Recently, Inoue and Becker23 reported the presence of a rightward inferior extension of the AV node and suggested that this extension may represent the anatomic substrate for the slow pathway. Their results strongly suggest that the entrance of the slow pathway is anatomically defined and is usually located at the inferior margin of the CSOS. The findings of the present report are consistent with their anatomic findings. However, the ablation lesions of the slow pathway were found to be in the atrial myocardium in the cases in which histology was done.17 18 Thus, it remains debatable whether or not the destruction of the inferior extension of the AV node is required for the cure of AVNRT. Meanwhile, other substrates for the slow pathway have been suggested. An experimental study has demonstrated that AV nodal conduction is determined by discrete anteroseptal and posteroseptal atrionodal inputs that are associated with differential functional properties.24 Clinically, Markowitz et al25 suggested that successful slow pathway ablation is achieved by selective ablation of the posterior atrionodal input. McGuire et al,26 however, suggested that transitional, rather than atrial, tissues are the major constituents of the slow pathway. Also, several investigators proposed an anatomic expansion of the AV node, which included the transitional zone tissue, thus maintaining the intra-AV nodal concept of AVNRT.27 28
The results of single extrastimulation revealed that I-CSOS was the entrance of the slow pathway. Indeed, RF energy application along the tricuspid annulus near the I-CSOS was successful in most patients. This result is consistent with those previously reported.1 15 However, a more superior energy application was required in 4 patients. This may depend on a difference in the width of the slow pathway along its course. Supposing that the tachycardia circuit is partially formed functionally, the width of the slow pathway at the entrance may be wider than that at the other more superior sites. Furthermore, the site of application of energy was not the atrium, where the extrastimulation was performed, but rather the site along the tricuspid annulus, where the atrial electrogram was smaller than the ventricular electrogram to avoid the risk of AV block. Thus, an application of energy to the entrance might not be sufficient.

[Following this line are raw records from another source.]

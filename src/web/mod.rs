use std::path::Path;

use axum::{
    response::Redirect,
    routing::{get, get_service, post},
    Router,
};
use http::header::{HeaderValue, CACHE_CONTROL};
use tower_http::catch_panic::CatchPanicLayer;
use tower_http::services::ServeDir;
use tower_http::set_header::SetResponseHeaderLayer;
use tower_http::trace::TraceLayer;

use crate::database::ActivityStore;

pub mod routes;

use routes::activities;

/// Full application: JSON API, static frontend and shared layers.
pub fn router(store: ActivityStore, static_dir: impl AsRef<Path>) -> Router {
    Router::new()
        .route("/", get(|| async { Redirect::to("/static/index.html") }))
        .route("/activities", get(activities::list_activities_handler))
        .route(
            "/activities/:activity/signup",
            post(activities::signup_handler).delete(activities::unregister_handler),
        )
        .nest_service("/static", get_service(ServeDir::new(static_dir.as_ref())))
        .layer(SetResponseHeaderLayer::if_not_present(
            CACHE_CONTROL,
            HeaderValue::from_static("no-store"),
        ))
        .layer(TraceLayer::new_for_http())
        .layer(CatchPanicLayer::new())
        .with_state(store)
}
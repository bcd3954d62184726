//! The CLI's top-level error, wrapping every lower crate's error type with
//! `#[from]` (SPEC_FULL.md §12), matching the teacher's per-crate error plus
//! one umbrella pattern. `main` maps any variant to a non-zero exit code.

use thiserror::Error;

#[derive(Debug, Error)]
pub enum GenerationError {
    #[error(transparent)]
    Config(#[from] sdg_io::ConfigError),

    #[error(transparent)]
    DataFormat(#[from] sdg_io::DataFormatError),

    #[error(transparent)]
    Io(#[from] sdg_io::IoError),

    #[error(transparent)]
    Engine(#[from] sdg_engine::EngineError),

    #[error("record type '{0}' named by -x/--stage is not a known generator")]
    UnknownStage(String),
}
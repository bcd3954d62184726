//! Parametric continuous probability functions with closed-form
//! `cdf`/`invcdf`, grounded in
//! `examples/original_source/src/cpp/math/probability/{UniformPrFunction,NormalPrFunction,ParetoPrFunction,BoundedNormalPrFunction,BoundedParetoPrFunction}.h`.
//! All operate over `f64` — `ValueProvider`s downcast to the record field's
//! concrete numeric type after sampling.

mod bounded;
mod normal;
mod pareto;
mod uniform;

pub use bounded::{BoundedNormal, BoundedPareto};
pub use normal::Normal;
pub use pareto::Pareto;
pub use uniform::Uniform;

Recently, a variety of retrograde atrial exits from the AV node has been reported.29 Although such a variant retrograde atrial activation was not observed in the present study, it is likely that in some patients the atrionodal inputs to the fast pathway may be anatomically displaced more inferiorly. Similarly, the presence of multiple antegrade slow AV nodal pathways has been reported.30 These observations suggest that dual AV nodal pathways may not exist as a discrete entity, but rather that the proximal AV node may include several pathways with varying electrophysiological properties.31
Conclusions
This study shows that perinodal atrium extending from the HB
region to I-CSOS is an integral limb of the reentry circuit in AVNRT
and that the entrance of the slow pathway is situated at the
I-CSOS.
Study Limitations
First, our findings do not completely rule out the possibility of
confinement of the reentry circuit to the AV node. It is possible that
in some patients, the circuit is entirely intranodal and that in
others, it involves the perinodal atrium. Moreover, the
electrophysiological evidence suggestive of
an upper common pathway does not necessarily imply that the circuit is
entirely intranodal. It is possible that perinodal atrial tissue is
necessary to the circuit but becomes uncoupled from the rest of the
atrium. Second, a previous study showed that there was no structural
difference between patients with and without AVNRT, which suggests that
the defect causing AVNRT is physiological rather
than anatomic.32 Because we studied only AVNRT patients,
we cannot determine the difference between patients with and without
AVNRT. The physiological substrate that causes
reentry in AVNRT, especially in relation to the anatomic structure,
needs to be elucidated.
Received October 14, 1998; revision received April 29, 1999; accepted May 19, 1999.